• [Data extract]

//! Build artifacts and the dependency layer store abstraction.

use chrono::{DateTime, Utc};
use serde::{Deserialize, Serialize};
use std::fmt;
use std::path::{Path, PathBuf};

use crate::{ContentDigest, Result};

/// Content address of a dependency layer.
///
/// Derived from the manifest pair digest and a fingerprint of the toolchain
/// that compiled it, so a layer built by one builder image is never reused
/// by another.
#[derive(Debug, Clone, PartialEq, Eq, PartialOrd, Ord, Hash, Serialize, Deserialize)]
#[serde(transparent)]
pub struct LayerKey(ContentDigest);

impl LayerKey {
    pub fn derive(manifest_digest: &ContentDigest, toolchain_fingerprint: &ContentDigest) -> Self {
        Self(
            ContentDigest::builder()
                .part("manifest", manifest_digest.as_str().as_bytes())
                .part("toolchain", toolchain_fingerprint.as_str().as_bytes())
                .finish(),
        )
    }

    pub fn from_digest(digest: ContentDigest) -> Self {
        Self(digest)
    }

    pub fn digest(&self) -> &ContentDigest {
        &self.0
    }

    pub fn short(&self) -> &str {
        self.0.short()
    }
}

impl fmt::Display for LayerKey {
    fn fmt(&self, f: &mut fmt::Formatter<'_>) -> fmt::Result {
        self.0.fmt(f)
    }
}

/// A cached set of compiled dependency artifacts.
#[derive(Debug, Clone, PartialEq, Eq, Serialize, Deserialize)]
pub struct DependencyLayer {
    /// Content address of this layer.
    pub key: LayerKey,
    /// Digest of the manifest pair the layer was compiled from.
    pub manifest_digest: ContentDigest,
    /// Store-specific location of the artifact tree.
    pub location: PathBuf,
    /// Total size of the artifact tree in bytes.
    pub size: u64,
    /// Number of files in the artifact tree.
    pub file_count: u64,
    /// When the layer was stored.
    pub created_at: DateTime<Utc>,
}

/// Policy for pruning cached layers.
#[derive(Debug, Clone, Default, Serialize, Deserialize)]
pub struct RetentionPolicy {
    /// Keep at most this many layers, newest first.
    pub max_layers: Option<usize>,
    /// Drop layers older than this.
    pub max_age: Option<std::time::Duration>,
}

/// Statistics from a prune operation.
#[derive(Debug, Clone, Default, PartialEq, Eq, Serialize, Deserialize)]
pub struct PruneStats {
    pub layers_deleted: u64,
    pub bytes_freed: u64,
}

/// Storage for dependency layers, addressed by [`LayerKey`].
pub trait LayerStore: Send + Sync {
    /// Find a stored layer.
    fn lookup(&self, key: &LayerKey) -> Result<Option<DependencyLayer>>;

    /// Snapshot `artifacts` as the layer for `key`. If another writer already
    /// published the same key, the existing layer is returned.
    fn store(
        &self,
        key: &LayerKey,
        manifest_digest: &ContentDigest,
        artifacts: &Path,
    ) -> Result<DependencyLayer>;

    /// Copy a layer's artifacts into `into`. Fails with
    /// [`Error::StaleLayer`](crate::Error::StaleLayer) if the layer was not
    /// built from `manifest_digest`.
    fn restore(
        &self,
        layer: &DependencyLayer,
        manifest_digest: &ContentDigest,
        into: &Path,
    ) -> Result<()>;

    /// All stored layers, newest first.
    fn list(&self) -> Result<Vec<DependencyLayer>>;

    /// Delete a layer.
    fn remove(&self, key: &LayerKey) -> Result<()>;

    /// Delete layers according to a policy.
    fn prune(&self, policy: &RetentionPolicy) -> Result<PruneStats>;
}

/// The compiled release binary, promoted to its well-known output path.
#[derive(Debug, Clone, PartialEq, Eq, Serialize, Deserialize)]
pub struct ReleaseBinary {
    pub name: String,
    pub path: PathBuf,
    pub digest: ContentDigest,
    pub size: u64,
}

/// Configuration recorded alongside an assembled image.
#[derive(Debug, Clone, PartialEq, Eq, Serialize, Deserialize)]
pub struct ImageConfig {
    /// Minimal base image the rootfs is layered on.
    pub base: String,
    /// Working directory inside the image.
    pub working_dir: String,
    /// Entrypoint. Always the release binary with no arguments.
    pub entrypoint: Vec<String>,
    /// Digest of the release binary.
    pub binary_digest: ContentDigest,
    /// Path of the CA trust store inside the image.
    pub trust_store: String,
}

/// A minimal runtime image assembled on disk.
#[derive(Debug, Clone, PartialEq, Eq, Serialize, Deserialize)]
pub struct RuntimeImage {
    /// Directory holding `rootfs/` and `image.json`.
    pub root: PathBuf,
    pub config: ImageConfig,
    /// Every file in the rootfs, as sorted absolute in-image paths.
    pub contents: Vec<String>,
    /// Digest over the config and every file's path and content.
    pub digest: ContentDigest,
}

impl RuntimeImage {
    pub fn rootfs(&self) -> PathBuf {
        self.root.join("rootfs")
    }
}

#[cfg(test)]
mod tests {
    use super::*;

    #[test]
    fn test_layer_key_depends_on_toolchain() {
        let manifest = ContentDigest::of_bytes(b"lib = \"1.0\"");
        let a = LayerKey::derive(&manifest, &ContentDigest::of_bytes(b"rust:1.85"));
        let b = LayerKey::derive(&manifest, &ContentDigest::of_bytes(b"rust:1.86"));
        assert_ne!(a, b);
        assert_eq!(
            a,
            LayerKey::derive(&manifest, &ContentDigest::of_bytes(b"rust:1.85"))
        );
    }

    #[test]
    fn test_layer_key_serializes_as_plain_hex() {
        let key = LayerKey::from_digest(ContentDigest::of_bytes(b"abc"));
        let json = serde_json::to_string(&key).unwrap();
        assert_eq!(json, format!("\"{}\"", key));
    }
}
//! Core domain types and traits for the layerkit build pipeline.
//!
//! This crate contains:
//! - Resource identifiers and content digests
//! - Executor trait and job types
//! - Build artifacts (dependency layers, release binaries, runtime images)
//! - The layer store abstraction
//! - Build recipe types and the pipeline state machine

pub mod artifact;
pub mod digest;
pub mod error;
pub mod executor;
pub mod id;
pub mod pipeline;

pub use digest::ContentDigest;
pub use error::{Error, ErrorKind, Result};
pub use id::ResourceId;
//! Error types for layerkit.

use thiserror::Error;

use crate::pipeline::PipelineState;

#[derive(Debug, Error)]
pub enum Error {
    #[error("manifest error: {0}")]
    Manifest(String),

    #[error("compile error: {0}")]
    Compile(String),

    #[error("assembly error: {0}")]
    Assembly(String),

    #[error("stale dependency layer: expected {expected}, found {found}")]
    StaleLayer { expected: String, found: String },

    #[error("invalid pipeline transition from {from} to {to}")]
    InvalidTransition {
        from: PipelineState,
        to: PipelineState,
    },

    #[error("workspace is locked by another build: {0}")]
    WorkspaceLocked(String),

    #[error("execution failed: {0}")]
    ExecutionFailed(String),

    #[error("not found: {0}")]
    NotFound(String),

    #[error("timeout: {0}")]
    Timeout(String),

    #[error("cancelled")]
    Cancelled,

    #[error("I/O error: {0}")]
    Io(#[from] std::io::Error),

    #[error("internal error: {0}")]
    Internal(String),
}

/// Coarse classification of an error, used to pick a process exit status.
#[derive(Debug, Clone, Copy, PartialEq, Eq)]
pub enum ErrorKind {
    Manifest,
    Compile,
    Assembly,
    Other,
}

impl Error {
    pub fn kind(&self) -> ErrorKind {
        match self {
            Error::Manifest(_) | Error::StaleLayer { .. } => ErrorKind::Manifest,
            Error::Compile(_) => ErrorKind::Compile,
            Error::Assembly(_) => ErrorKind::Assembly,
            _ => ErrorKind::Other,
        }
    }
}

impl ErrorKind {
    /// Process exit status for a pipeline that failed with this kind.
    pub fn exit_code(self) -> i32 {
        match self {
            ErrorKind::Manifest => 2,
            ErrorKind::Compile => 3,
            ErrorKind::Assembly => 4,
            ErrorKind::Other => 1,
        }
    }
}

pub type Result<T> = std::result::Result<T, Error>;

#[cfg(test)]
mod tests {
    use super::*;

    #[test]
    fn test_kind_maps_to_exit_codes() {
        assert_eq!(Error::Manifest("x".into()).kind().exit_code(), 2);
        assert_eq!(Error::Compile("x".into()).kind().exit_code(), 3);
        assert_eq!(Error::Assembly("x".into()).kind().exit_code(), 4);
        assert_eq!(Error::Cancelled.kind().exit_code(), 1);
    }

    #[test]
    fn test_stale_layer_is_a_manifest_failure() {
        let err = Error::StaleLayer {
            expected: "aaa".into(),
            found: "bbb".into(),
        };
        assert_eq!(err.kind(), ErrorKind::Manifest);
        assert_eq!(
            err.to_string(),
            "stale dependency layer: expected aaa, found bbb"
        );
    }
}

• [The problem]
What you retype should run from the first line of the entries above through the line containing "fn fmt(&self, f: &mut", exactly and in full.

• [Answer to this exercise]
//! Build artifacts and the dependency layer store abstraction.

use chrono::{DateTime, Utc};
use serde::{Deserialize, Serialize};
use std::fmt;
use std::path::{Path, PathBuf};

use crate::{ContentDigest, Result};

/// Content address of a dependency layer.
///
/// Derived from the manifest pair digest and a fingerprint of the toolchain
/// that compiled it, so a layer built by one builder image is never reused
/// by another.
#[derive(Debug, Clone, PartialEq, Eq, PartialOrd, Ord, Hash, Serialize, Deserialize)]
#[serde(transparent)]
pub struct LayerKey(ContentDigest);

impl LayerKey {
    pub fn derive(manifest_digest: &ContentDigest, toolchain_fingerprint: &ContentDigest) -> Self {
        Self(
            ContentDigest::builder()
                .part("manifest", manifest_digest.as_str().as_bytes())
                .part("toolchain", toolchain_fingerprint.as_str().as_bytes())
                .finish(),
        )
    }

    pub fn from_digest(digest: ContentDigest) -> Self {
        Self(digest)
    }

    pub fn digest(&self) -> &ContentDigest {
        &self.0
    }

    pub fn short(&self) -> &str {
        self.0.short()
    }
}

impl fmt::Display for LayerKey {
    fn fmt(&self, f: &mut fmt::Formatter<'_>) -> fmt::Result {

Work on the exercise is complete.